§ EXERCISE INSTRUCTIONS
Your answer should hold each line of the material that contains the word "when".

### PROVIDED INFORMATION ###

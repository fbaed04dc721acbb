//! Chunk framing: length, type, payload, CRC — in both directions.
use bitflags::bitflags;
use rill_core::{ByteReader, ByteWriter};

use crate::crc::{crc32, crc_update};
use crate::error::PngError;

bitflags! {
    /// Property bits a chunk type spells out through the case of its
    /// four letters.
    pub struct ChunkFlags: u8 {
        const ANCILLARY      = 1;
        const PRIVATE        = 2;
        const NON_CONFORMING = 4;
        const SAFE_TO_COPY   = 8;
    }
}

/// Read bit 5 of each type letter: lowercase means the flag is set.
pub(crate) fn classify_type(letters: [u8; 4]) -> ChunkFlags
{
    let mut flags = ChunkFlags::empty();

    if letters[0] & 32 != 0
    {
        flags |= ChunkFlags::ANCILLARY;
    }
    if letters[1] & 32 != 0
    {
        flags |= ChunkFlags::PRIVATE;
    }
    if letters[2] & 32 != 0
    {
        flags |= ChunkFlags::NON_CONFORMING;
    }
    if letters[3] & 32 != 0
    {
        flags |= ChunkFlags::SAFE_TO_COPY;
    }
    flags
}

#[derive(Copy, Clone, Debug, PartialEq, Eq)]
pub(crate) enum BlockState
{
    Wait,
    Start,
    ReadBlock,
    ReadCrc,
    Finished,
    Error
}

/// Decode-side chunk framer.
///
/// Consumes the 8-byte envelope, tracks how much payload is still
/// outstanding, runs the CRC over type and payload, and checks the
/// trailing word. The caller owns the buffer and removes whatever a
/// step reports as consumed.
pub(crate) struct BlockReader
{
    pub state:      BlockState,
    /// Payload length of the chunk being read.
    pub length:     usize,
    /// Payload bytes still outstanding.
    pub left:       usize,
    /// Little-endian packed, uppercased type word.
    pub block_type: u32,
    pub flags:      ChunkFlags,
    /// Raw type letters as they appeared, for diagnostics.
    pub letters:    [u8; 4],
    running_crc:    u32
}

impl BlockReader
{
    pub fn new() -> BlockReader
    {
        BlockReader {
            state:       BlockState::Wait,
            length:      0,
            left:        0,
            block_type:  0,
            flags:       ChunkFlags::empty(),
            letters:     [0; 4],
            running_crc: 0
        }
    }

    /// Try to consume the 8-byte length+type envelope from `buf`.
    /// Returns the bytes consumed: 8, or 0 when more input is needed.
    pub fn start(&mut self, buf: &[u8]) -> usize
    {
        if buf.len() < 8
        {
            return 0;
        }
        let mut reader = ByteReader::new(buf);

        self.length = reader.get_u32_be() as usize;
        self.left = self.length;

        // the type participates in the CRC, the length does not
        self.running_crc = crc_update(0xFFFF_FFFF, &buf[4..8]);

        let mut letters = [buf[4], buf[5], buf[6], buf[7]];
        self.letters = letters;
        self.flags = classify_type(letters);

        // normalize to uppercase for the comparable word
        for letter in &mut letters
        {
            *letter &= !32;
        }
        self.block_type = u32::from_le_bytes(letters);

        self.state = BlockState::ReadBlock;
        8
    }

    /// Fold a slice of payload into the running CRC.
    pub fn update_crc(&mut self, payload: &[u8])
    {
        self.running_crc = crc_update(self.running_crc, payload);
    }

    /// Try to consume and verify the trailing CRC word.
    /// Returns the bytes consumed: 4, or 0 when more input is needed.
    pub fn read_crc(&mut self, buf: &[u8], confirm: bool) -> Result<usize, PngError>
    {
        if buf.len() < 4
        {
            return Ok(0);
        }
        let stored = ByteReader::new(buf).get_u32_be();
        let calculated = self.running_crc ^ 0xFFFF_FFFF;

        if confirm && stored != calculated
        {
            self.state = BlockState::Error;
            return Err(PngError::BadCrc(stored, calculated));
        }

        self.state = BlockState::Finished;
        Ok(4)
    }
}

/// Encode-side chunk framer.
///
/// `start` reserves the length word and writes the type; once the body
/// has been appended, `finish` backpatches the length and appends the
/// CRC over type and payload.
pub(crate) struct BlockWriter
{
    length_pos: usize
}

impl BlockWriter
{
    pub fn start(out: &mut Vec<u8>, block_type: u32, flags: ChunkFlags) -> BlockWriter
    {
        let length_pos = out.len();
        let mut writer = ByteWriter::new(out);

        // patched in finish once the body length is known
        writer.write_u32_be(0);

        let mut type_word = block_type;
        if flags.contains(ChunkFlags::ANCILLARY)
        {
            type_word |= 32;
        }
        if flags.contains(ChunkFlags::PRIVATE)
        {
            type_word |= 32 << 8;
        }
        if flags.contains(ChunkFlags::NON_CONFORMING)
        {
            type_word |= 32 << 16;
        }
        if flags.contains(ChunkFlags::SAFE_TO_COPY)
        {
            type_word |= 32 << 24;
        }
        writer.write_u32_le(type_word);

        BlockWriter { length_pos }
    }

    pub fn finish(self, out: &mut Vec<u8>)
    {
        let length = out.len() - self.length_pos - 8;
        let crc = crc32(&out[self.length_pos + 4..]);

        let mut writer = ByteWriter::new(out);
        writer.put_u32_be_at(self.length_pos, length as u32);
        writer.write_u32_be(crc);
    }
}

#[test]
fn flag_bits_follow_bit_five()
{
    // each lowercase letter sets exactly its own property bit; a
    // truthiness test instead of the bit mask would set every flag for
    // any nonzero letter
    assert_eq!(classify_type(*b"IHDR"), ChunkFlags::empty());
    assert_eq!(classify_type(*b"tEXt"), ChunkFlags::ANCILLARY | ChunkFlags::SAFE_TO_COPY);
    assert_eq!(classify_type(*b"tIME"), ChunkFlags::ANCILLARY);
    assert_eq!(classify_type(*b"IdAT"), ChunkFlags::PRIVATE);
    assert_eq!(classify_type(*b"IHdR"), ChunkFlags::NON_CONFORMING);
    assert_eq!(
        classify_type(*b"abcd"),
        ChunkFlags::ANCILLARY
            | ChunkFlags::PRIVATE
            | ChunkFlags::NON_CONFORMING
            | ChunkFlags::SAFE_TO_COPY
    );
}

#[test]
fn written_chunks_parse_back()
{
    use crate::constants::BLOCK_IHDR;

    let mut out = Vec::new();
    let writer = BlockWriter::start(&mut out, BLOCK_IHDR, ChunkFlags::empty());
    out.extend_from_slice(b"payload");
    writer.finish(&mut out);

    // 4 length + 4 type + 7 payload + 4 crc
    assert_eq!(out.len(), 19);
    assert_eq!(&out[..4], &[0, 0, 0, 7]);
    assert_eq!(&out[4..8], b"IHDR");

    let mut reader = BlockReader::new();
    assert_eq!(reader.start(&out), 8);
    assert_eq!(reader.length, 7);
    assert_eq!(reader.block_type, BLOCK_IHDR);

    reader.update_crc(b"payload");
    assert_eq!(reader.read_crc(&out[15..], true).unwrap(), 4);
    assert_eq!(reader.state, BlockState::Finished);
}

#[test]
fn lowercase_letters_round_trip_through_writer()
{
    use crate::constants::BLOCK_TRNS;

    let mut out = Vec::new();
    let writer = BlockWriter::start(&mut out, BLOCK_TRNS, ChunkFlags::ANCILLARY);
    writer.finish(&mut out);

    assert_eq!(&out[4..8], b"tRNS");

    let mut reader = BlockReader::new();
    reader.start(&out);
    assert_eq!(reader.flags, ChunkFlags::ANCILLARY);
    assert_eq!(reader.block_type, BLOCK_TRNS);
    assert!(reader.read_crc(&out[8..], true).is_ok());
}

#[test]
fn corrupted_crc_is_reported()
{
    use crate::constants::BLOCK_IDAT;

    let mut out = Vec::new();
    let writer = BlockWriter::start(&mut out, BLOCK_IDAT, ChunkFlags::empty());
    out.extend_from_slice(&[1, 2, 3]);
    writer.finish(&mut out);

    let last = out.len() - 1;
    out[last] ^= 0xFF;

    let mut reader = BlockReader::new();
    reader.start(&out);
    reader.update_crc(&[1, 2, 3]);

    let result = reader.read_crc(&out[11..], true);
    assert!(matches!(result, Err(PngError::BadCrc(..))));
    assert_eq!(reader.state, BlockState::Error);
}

###

§ WRITTEN ANSWER
    /// Returns the bytes consumed: 8, or 0 when more input is needed.
    /// Returns the bytes consumed: 4, or 0 when more input is needed.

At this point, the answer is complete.